How do volcanoes affect weather and climate?


Before tropical storm Iselle’s landfall on Aug. 7, conventional wisdom among many residents was that the Island of Hawaii is immune to hurricanes because its large volcanic mountains obstruct approaching storms, diverting them around the island.

Topography indisputably influences the weather — that’s why precipitation is so much greater on the windward side of the island. But how much did Hawaii’s topography influence Iselle? Hurricane Iselle weakened to a tropical storm just as it reached the island, but still managed to make landfall. As it did, the bulk of the storm stalled on the east flank of Mauna Loa, but its weakened upper parts continued moving westward.

Aside from Mauna Loa’s arguable topographic effects on Iselle, there is another potential impact of volcanoes to consider. Active volcanoes can sometimes affect weather — and climate — by discharging gases and particles into the atmosphere.

The three dominant gases emitted by volcanoes are water vapor (about 90%), carbon dioxide, and sulfur dioxide. Both water vapor and carbon dioxide are important greenhouse gases. “Greenhouse” refers to the fact that these gases trap solar radiation.

In a simplified way, here’s how it works: Visible and ultraviolet radiation from the sun heats the earth’s surface. The surface then re-radiates some of this energy back up through the atmosphere as infrared radiation, which selectively heats greenhouse gases in the atmosphere—and the greater the concentration of greenhouse gases, the greater the atmospheric heating. Without greenhouse gases, the infrared radiation would just escape into space. The greenhouse gases, however, re-radiate the heat in all directions, including back to the surface.

Carbon dioxide released into the atmosphere remains there for a long time, so increasing concentrations of this gas result in long-term global warming. The residence time of water vapor in the atmosphere is normally much less than that of carbon dioxide. However, the concentration of water vapor in the atmosphere does increase with temperature. So, heating of the atmosphere by carbon dioxide buildup increases the amount of atmospheric water vapor, creating a positive feedback mechanism that further increases the temperature.
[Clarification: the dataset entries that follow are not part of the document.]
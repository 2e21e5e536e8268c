mod common;

use std::sync::Arc;
use std::time::Duration;

use axum::body::{Body, to_bytes};
use axum::http::{Request, StatusCode};
use percent_encoding::{NON_ALPHANUMERIC, utf8_percent_encode};
use serde_json::{Value, json};
use tower::ServiceExt;
use wiremock::matchers::{body_json, method, path};
use wiremock::{Mock, MockServer, ResponseTemplate};

use common::{FakeChat, FakeExtractor, FakeModel, harness, signed_headers, test_config};
use lucidlayer::ai::ModelProfiles;
use lucidlayer::api::{AppState, build_router};
use lucidlayer::core::models::RewriteMode;
use lucidlayer::worker::{EventProcessor, HttpCallbackSink, RewriteWorker, TaskSupervisor};

fn command_body(text: &str, response_url: &str) -> Vec<u8> {
    format!(
        "team_id=T1&channel_id=C1&user_id=U123&user_name=ada&command=%2Flucidlayer&text={}&response_url={}&trigger_id=1.2",
        utf8_percent_encode(text, NON_ALPHANUMERIC),
        utf8_percent_encode(response_url, NON_ALPHANUMERIC)
    )
    .into_bytes()
}

async fn post_command(state: &AppState, body: &[u8]) -> (StatusCode, Value) {
    let headers = signed_headers(body);
    let mut builder = Request::builder().method("POST").uri("/slack/lucidlayer");
    for (name, value) in &headers {
        builder = builder.header(name, value);
    }
    let response = build_router(state.clone())
        .oneshot(builder.body(Body::from(body.to_vec())).unwrap())
        .await
        .unwrap();

    let status = response.status();
    let bytes = to_bytes(response.into_body(), 1024 * 1024).await.unwrap();
    (status, serde_json::from_slice(&bytes).unwrap())
}

#[tokio::test]
async fn test_genz_rewrite_posts_exactly_once_to_response_url() {
    let server = MockServer::start().await;
    let model = FakeModel::replying("no cap, this report slaps");

    Mock::given(method("POST"))
        .and(path("/commands/T1/999"))
        .and(body_json(json!({
            "response_type": "ephemeral",
            "text": "<@U123>\n*GENZ version:*\nno cap, this report slaps"
        })))
        .respond_with(ResponseTemplate::new(200))
        .expect(1)
        .mount(&server)
        .await;

    let (supervisor, _failures) = TaskSupervisor::new();
    let processor = EventProcessor::new(
        FakeChat::new(),
        ModelProfiles::new(model.clone(), model.clone()),
        Arc::new(FakeExtractor {
            text: String::new(),
        }),
        3000,
    );
    let rewriter = RewriteWorker::new(model.clone(), Arc::new(HttpCallbackSink::default()));
    let state = AppState::new(test_config(), supervisor, processor, rewriter);

    let response_url = format!("{}/commands/T1/999", server.uri());
    let (status, ack) = post_command(&state, &command_body("genz check out my report", &response_url)).await;

    assert_eq!(status, StatusCode::OK);
    assert_eq!(ack["response_type"], "ephemeral");
    assert_eq!(
        ack["text"],
        "Working on your *genz* rewrite... you'll see it shortly!"
    );

    tokio::time::timeout(Duration::from_secs(5), state.supervisor.wait_idle())
        .await
        .unwrap();

    let prompt = model.last_prompt().unwrap();
    assert!(prompt.contains("Gen Z"));
    assert!(prompt.ends_with("check out my report"));
    assert!(!prompt.contains("genz check"));
    // MockServer verifies the single POST on drop.
}

#[tokio::test]
async fn test_model_failure_posts_error_payload() {
    let mut h = harness(FakeModel::failing("rate limited"), FakeChat::new());

    let (status, ack) =
        post_command(&h.state, &command_body("corporate ship it", "https://hooks.example/r/1")).await;
    assert_eq!(status, StatusCode::OK);
    assert!(ack["text"].as_str().unwrap().contains("*corporate*"));

    h.state.supervisor.wait_idle().await;

    let posts = h.sink.posts();
    assert_eq!(posts.len(), 1);
    assert_eq!(posts[0].0, "https://hooks.example/r/1");
    assert_eq!(posts[0].1["response_type"], "ephemeral");
    assert_eq!(
        posts[0].1["text"],
        "Error generating response: Failed to access watsonx API: rate limited"
    );
    // Delivered to the caller, so the task itself succeeded.
    assert!(h.failures.try_recv().is_err());
}

#[tokio::test]
async fn test_untagged_text_defaults_to_simple() {
    let h = harness(FakeModel::replying("plain words"), FakeChat::new());

    let (_, ack) = post_command(&h.state, &command_body("Genzzz is not a mode", "https://hooks.example/r/2")).await;
    assert!(ack["text"].as_str().unwrap().contains("*simple*"));

    h.state.supervisor.wait_idle().await;
    assert!(h.model.last_prompt().unwrap().ends_with("Genzzz is not a mode"));

    let posts = h.sink.posts();
    assert_eq!(posts.len(), 1);
    assert_eq!(posts[0].1["text"], "<@U123>\n*SIMPLE version:*\nplain words");
}

#[tokio::test]
async fn test_missing_response_url_schedules_nothing() {
    let h = harness(FakeModel::replying("x"), FakeChat::new());
    let body = b"team_id=T1&user_id=U123&command=%2Flucidlayer&text=humor+hi".to_vec();

    let (status, ack) = post_command(&h.state, &body).await;
    assert_eq!(status, StatusCode::OK);
    assert_eq!(ack["response_type"], "ephemeral");
    assert_eq!(h.state.supervisor.scheduled(), 0);
}

#[tokio::test]
async fn test_unsigned_command_is_rejected() {
    let h = harness(FakeModel::replying("x"), FakeChat::new());
    let response = build_router(h.state.clone())
        .oneshot(
            Request::builder()
                .method("POST")
                .uri("/slack/lucidlayer")
                .body(Body::from(command_body("hi", "https://hooks.example/r/3")))
                .unwrap(),
        )
        .await
        .unwrap();

    assert_eq!(response.status(), StatusCode::FORBIDDEN);
    assert_eq!(h.state.supervisor.scheduled(), 0);
}

#[test]
fn test_mode_tags_are_case_insensitive() {
    for (input, mode, body) in [
        ("genz check out my report", RewriteMode::GenZ, "check out my report"),
        ("GENZ hi", RewriteMode::GenZ, "hi"),
        ("Humor my manager", RewriteMode::Humor, "my manager"),
        ("corporate", RewriteMode::Corporate, ""),
        ("simple  spaced out", RewriteMode::Simple, "spaced out"),
        ("please simplify", RewriteMode::Simple, "please simplify"),
        ("", RewriteMode::Simple, ""),
    ] {
        let (parsed_mode, parsed_body) = RewriteMode::split_command_text(input);
        assert_eq!(parsed_mode, mode, "mode for {input:?}");
        assert_eq!(parsed_body, body, "body for {input:?}");
    }
}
The scientific community generally accepts that the buildup of carbon dioxide in the atmosphere is the principal contributor to global warming. But, it’s noteworthy that volcanoes contribute less than one percent to this buildup. The bulk of increased atmospheric carbon dioxide comes, instead, from human activity (http://www.pnas.org/ content/early/2014/07/23 /1409659111.full.pdf+ html).

For example, the largest volcanic eruption during the past 100 years occurred in 1991 at Mount Pinatubo in the Philippines. It would take 700 Pinatubo-like eruptions each year to equal the annual carbon dioxide emissions from human activities. Closer to home, it would take more than 11,000 simultaneous Kilauea eruptions to equal that amount.

Large volcanic eruptions have been observed to affect Earth’s climate, but through global cooling rather than warming. This cooling is the work of sulfur dioxide, the third common volcanic gas.

Sulfur dioxide injected into the stratosphere by powerful eruptions reacts chemically, producing sulfur acids, which in turn form the same sulfate aerosols commonly found in vog (volcanic smog). These tiny stratospheric aerosol particles reflect sunlight (heat) energy back into space, causing cooling of the lower atmospheric layers.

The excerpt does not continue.